Abstract Rational: Despite effective antimicrobial therapy, morbidity and mortality from pneumonia remains high. Honing our understanding of immune dysfunction in pneumonia is now crucial for developing targeted therapeutics. Our objective is to understand how different lethal bacterial pneumonias affect neutrophil phenotype and function over time and identify regulators of neutrophil function. Methods: Mice were intratracheally instilled with E. colior S. pneumoniae(SP3) for 6, 24 or 48h and neutrophils were isolated from either bronchioloalveolar lavage fluid (BALF) or peripheral blood. Neutrophil surface marker expression (SME) was analyzed via 25-color panel run on a Cytek Aurora spectral flow cytometer (SFC).
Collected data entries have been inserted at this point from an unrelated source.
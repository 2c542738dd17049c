//! Structured logging setup.
//!
//! Pretty output for development, JSON for production, written through a
//! non-blocking appender to stdout, stderr or a daily-rolling file. When an
//! OTLP endpoint is configured, spans are exported with OpenTelemetry too.

use anyhow::{Context, Result};
use opentelemetry::{KeyValue, trace::TraceError};
use opentelemetry_otlp::WithExportConfig;
use opentelemetry_sdk::{
    Resource,
    trace::{RandomIdGenerator, Sampler, Tracer},
};
use std::env;
use std::io;
use std::path::PathBuf;
use std::str::FromStr;
use std::time::Duration;
use strum::{Display, EnumString};
use tracing_appender::non_blocking::WorkerGuard;
use tracing_subscriber::{
    EnvFilter, Layer,
    fmt::{self, format::FmtSpan},
    layer::SubscriberExt,
    util::SubscriberInitExt,
};

const SERVICE_NAME: &str = env!("CARGO_PKG_NAME");

#[derive(Debug, Clone)]
pub struct LoggingConfig {
    pub format: LogFormat,
    pub output: LogOutput,
    /// Directory for log files when `output` is `file`
    pub log_dir: PathBuf,
    pub log_file_prefix: String,
    pub service_name: String,
    pub service_version: String,
    /// "development", "staging", "production", ...
    pub environment: String,
    /// OTLP collector; tracing export is off when unset
    pub otlp_endpoint: Option<String>,
    /// Trace sampling ratio (0.0 to 1.0)
    pub otel_sampling_rate: f64,
    pub otlp_timeout_secs: u64,
}

#[derive(Debug, Clone, Copy, PartialEq, Eq, Display, EnumString)]
#[strum(serialize_all = "lowercase", ascii_case_insensitive)]
pub enum LogFormat {
    Json,
    Pretty,
}

#[derive(Debug, Clone, Copy, PartialEq, Eq, Display, EnumString)]
#[strum(serialize_all = "lowercase", ascii_case_insensitive)]
pub enum LogOutput {
    Stdout,
    Stderr,
    /// Daily-rolling file under `log_dir`
    File,
}

impl Default for LoggingConfig {
    fn default() -> Self {
        Self::for_environment(
            env::var("ENVIRONMENT")
                .or_else(|_| env::var("ENV"))
                .unwrap_or_else(|_| "development".to_string()),
        )
    }
}

impl LoggingConfig {
    fn for_environment(environment: String) -> Self {
        let production = is_production(&environment);
        Self {
            format: if production {
                LogFormat::Json
            } else {
                LogFormat::Pretty
            },
            output: LogOutput::Stderr,
            log_dir: PathBuf::from("logs"),
            log_file_prefix: SERVICE_NAME.to_string(),
            service_name: SERVICE_NAME.to_string(),
            service_version: env!("CARGO_PKG_VERSION").to_string(),
            environment,
            otlp_endpoint: None,
            otel_sampling_rate: if production { 0.1 } else { 1.0 },
            otlp_timeout_secs: 10,
        }
    }

    /// Reads `LOG_FORMAT`, `LOG_OUTPUT`, `LOG_DIR`, `ENVIRONMENT` and the OTLP
    /// variables. Unparsable values keep the default.
    pub fn from_env() -> Self {
        let mut config = Self::default();

        if let Some(format) = env_parse::<LogFormat>("LOG_FORMAT") {
            config.format = format;
        }
        if let Some(output) = env_parse::<LogOutput>("LOG_OUTPUT") {
            config.output = output;
        }
        if let Ok(log_dir) = env::var("LOG_DIR") {
            config.log_dir = PathBuf::from(log_dir);
        }

        config.otlp_endpoint = env::var("OTEL_EXPORTER_OTLP_ENDPOINT")
            .or_else(|_| env::var("OTLP_ENDPOINT"))
            .ok()
            .filter(|endpoint| !endpoint.trim().is_empty());

        if let Some(rate) = env_parse::<f64>("OTEL_SAMPLING_RATE") {
            config.otel_sampling_rate = rate.clamp(0.0, 1.0);
        }
        if let Some(timeout) = env_parse::<u64>("OTEL_EXPORTER_OTLP_TIMEOUT") {
            config.otlp_timeout_secs = timeout;
        }

        config
    }

    fn resource(&self) -> Resource {
        Resource::new(vec![
            KeyValue::new(
                opentelemetry_semantic_conventions::resource::SERVICE_NAME,
                self.service_name.clone(),
            ),
            KeyValue::new(
                opentelemetry_semantic_conventions::resource::SERVICE_VERSION,
                self.service_version.clone(),
            ),
            KeyValue::new("environment", self.environment.clone()),
        ])
    }

    fn sampler(&self) -> Sampler {
        if self.otel_sampling_rate >= 1.0 {
            Sampler::AlwaysOn
        } else if self.otel_sampling_rate <= 0.0 {
            Sampler::AlwaysOff
        } else {
            Sampler::ParentBased(Box::new(Sampler::TraceIdRatioBased(
                self.otel_sampling_rate,
            )))
        }
    }

    fn default_filter(&self) -> String {
        let level = if is_production(&self.environment) {
            "info"
        } else {
            "debug"
        };
        format!("{level},hyper=info,reqwest=info,tower=info")
    }
}

fn is_production(environment: &str) -> bool {
    matches!(environment, "production" | "prod")
}

fn env_parse<T: FromStr>(key: &str) -> Option<T> {
    env::var(key).ok().and_then(|value| value.trim().parse().ok())
}

/// Installs the global subscriber.
///
/// The returned guard flushes buffered log lines when dropped and must be
/// kept alive for the lifetime of the process.
pub fn init_logging(config: LoggingConfig) -> Result<WorkerGuard> {
    let env_filter = EnvFilter::try_from_default_env()
        .unwrap_or_else(|_| EnvFilter::new(config.default_filter()));

    let (writer, guard) = match config.output {
        LogOutput::Stdout => tracing_appender::non_blocking(io::stdout()),
        LogOutput::Stderr => tracing_appender::non_blocking(io::stderr()),
        LogOutput::File => {
            std::fs::create_dir_all(&config.log_dir).with_context(|| {
                format!("failed to create log directory {:?}", config.log_dir)
            })?;
            let appender = tracing_appender::rolling::daily(&config.log_dir, &config.log_file_prefix);
            tracing_appender::non_blocking(appender)
        }
    };

    let otel_layer = match config.otlp_endpoint.as_deref() {
        Some(endpoint) => match init_tracer(&config, endpoint) {
            Ok(tracer) => Some(tracing_opentelemetry::layer().with_tracer(tracer)),
            Err(e) => {
                eprintln!(
                    "Warning: failed to initialize OpenTelemetry exporter: {e}. Continuing without distributed tracing."
                );
                None
            }
        },
        None => None,
    };

    let registry = tracing_subscriber::registry().with(otel_layer);

    match config.format {
        LogFormat::Json => {
            let fmt_layer = fmt::layer()
                .json()
                .with_writer(writer)
                .with_target(true)
                .with_current_span(true)
                .with_span_list(false)
                .with_span_events(FmtSpan::CLOSE)
                .with_filter(env_filter);
            registry
                .with(fmt_layer)
                .try_init()
                .context("a global tracing subscriber is already installed")?;
        }
        LogFormat::Pretty => {
            let fmt_layer = fmt::layer()
                .pretty()
                .with_writer(writer)
                .with_target(true)
                .with_line_number(true)
                .with_file(true)
                .with_ansi(true)
                .with_filter(env_filter);
            registry
                .with(fmt_layer)
                .try_init()
                .context("a global tracing subscriber is already installed")?;
        }
    }

    tracing::info!(
        service = %config.service_name,
        version = %config.service_version,
        environment = %config.environment,
        format = %config.format,
        output = %config.output,
        otlp = config.otlp_endpoint.is_some(),
        "logging initialized"
    );

    Ok(guard)
}

/// Installs the batch OTLP pipeline as the global provider and returns its tracer.
fn init_tracer(config: &LoggingConfig, endpoint: &str) -> Result<Tracer, TraceError> {
    let exporter = opentelemetry_otlp::new_exporter()
        .tonic()
        .with_endpoint(endpoint)
        .with_timeout(Duration::from_secs(config.otlp_timeout_secs));

    opentelemetry_otlp::new_pipeline()
        .tracing()
        .with_exporter(exporter)
        .with_trace_config(
            opentelemetry_sdk::trace::Config::default()
                .with_sampler(config.sampler())
                .with_id_generator(RandomIdGenerator::default())
                .with_resource(config.resource()),
        )
        .install_batch(opentelemetry_sdk::runtime::Tokio)
}

/// Flushes pending spans to the OTLP collector.
pub fn shutdown_telemetry() {
    opentelemetry::global::shutdown_tracer_provider();
}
Data was analyzed in FlowJo and gated for live, single cell, CD45+Ly6G+ neutrophils, opt-SNE was run for data visualization, and Phenograph was run for unbiased clustering. For bacterial clearance assays, bone marrow neutrophils were isolated via Percoll, then incubated with blocking antibodies against inhibitor receptors (IRs) (PD-L1, SIRPα, VISTA, or CD200R), soluble ligands, or media only. Neutrophils were then cocultured with either SP3 or E. coli. Media from bacteria-neutrophil cultures was then plated on agar and the developing colonies were counted. Results and Conclusions: Using SFC, we identified pathogen- and timepoint-specific differences in SME of the IRs PD-L1, SIRPα, VISTA and CD200R. Modulating IR signaling by blocking or stimulating them impacts neutrophils’ ability to clear bacteria. In sum, our data suggests that neutrophils modulates their response to adapt to specific pathogens. IRs may play a role in regulating these dynamic neutrophil responses, making them a potential therapeutic target. NIH grants K08 HL130582 (KET) and R01 HL158732 (KET).